══ Records for the exercise

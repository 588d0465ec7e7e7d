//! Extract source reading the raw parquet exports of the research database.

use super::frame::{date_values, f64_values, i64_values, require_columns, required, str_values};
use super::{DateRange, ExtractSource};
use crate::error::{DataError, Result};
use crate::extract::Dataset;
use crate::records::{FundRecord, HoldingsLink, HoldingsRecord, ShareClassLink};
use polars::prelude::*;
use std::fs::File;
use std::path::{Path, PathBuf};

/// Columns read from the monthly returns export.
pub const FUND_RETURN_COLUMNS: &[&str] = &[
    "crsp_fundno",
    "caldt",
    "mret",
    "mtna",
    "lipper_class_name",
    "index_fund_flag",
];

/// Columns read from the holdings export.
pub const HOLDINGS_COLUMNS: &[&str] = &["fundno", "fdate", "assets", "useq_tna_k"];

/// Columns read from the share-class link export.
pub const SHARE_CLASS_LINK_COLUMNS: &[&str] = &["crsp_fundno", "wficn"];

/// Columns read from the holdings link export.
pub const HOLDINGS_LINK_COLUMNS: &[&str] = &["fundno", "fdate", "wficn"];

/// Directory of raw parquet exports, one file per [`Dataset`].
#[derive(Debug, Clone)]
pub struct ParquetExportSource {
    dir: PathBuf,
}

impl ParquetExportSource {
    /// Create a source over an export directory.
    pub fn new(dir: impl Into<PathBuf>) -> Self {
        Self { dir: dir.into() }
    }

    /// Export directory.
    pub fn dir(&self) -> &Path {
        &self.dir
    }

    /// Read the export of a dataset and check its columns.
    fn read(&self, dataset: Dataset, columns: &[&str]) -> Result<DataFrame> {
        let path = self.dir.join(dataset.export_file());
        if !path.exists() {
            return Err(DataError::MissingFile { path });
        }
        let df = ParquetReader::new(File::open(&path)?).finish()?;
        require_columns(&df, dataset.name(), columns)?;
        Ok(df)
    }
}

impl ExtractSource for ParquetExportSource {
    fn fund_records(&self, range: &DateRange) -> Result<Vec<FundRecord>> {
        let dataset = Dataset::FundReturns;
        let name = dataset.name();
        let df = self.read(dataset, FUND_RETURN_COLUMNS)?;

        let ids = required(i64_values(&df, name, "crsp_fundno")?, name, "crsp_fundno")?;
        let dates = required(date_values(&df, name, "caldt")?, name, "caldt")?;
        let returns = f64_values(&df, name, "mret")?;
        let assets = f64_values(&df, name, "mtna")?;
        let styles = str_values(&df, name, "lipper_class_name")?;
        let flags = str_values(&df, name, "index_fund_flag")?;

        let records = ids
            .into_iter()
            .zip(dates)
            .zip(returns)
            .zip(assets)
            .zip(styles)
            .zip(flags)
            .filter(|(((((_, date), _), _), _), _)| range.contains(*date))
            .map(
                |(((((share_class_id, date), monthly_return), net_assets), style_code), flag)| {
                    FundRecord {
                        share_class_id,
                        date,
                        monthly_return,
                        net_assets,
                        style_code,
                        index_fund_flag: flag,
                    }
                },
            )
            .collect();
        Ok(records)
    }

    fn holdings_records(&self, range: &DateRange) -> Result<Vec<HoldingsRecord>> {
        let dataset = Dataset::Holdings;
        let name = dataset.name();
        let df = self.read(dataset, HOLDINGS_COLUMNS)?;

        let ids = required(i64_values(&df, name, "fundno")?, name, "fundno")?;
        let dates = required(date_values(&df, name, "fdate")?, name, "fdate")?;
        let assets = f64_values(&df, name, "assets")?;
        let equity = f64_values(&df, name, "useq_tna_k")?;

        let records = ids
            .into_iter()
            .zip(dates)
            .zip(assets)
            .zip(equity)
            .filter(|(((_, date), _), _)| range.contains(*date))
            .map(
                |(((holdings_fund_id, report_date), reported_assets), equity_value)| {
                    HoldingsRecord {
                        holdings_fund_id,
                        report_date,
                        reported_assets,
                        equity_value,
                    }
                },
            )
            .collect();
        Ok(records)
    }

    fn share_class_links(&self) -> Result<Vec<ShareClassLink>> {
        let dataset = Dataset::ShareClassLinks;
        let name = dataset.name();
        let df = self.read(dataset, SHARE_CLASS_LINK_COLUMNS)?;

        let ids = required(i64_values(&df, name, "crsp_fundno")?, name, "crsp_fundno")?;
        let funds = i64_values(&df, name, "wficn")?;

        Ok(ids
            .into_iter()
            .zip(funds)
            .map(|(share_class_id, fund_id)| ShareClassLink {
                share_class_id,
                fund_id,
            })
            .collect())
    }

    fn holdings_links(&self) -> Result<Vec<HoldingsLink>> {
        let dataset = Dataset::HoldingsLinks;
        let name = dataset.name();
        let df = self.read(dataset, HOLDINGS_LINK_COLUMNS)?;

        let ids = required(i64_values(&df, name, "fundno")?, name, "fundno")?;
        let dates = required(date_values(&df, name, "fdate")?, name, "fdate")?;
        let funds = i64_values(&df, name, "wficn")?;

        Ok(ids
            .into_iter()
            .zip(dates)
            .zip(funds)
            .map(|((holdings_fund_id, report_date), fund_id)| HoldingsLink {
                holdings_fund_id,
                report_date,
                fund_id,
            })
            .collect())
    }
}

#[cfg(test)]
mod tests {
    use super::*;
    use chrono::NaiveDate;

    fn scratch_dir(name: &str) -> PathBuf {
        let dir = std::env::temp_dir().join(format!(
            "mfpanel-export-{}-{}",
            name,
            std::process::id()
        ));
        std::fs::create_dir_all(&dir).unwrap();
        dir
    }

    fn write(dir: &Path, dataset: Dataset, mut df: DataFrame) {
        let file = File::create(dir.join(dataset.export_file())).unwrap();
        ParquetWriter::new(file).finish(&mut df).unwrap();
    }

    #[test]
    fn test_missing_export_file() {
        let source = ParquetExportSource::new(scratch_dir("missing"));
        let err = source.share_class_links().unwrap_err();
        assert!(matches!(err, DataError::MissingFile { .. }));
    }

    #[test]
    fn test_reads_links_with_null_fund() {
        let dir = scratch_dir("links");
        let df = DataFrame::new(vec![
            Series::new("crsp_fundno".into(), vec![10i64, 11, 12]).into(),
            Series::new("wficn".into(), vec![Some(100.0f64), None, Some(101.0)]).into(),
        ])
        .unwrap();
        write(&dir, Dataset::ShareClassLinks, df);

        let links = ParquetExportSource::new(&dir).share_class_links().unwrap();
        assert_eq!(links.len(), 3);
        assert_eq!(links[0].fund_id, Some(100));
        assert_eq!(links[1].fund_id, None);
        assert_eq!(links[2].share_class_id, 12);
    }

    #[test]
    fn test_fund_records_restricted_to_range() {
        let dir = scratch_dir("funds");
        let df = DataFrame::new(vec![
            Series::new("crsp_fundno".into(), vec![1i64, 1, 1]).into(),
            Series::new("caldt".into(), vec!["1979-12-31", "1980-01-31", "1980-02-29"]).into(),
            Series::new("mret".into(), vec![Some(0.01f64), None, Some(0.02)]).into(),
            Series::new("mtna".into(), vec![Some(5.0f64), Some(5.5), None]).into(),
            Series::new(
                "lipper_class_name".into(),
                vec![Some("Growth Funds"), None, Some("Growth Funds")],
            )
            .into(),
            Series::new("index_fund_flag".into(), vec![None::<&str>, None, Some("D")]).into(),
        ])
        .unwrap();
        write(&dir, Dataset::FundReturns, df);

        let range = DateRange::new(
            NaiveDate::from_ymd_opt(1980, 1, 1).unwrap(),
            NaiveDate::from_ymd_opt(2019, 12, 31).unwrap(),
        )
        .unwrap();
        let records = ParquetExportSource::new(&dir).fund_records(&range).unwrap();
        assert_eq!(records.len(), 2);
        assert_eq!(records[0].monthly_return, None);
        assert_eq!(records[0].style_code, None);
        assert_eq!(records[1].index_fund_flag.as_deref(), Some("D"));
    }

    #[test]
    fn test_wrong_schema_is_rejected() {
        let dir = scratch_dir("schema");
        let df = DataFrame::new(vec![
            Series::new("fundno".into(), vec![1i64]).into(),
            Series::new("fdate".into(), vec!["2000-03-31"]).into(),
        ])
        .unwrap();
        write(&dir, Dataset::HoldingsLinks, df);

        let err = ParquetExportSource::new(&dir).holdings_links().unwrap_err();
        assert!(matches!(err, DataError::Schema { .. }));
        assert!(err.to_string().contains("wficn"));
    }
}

════

What you give back should be only the lines of the records above, starting at the line with "std::process::id()" and ending at the line with "let err = source.share_class_links().unwrap_err();", restated word for word.

            std::process::id()
        ));
        std::fs::create_dir_all(&dir).unwrap();
        dir
    }

    fn write(dir: &Path, dataset: Dataset, mut df: DataFrame) {
        let file = File::create(dir.join(dataset.export_file())).unwrap();
        ParquetWriter::new(file).finish(&mut df).unwrap();
    }

    #[test]
    fn test_missing_export_file() {
        let source = ParquetExportSource::new(scratch_dir("missing"));
        let err = source.share_class_links().unwrap_err();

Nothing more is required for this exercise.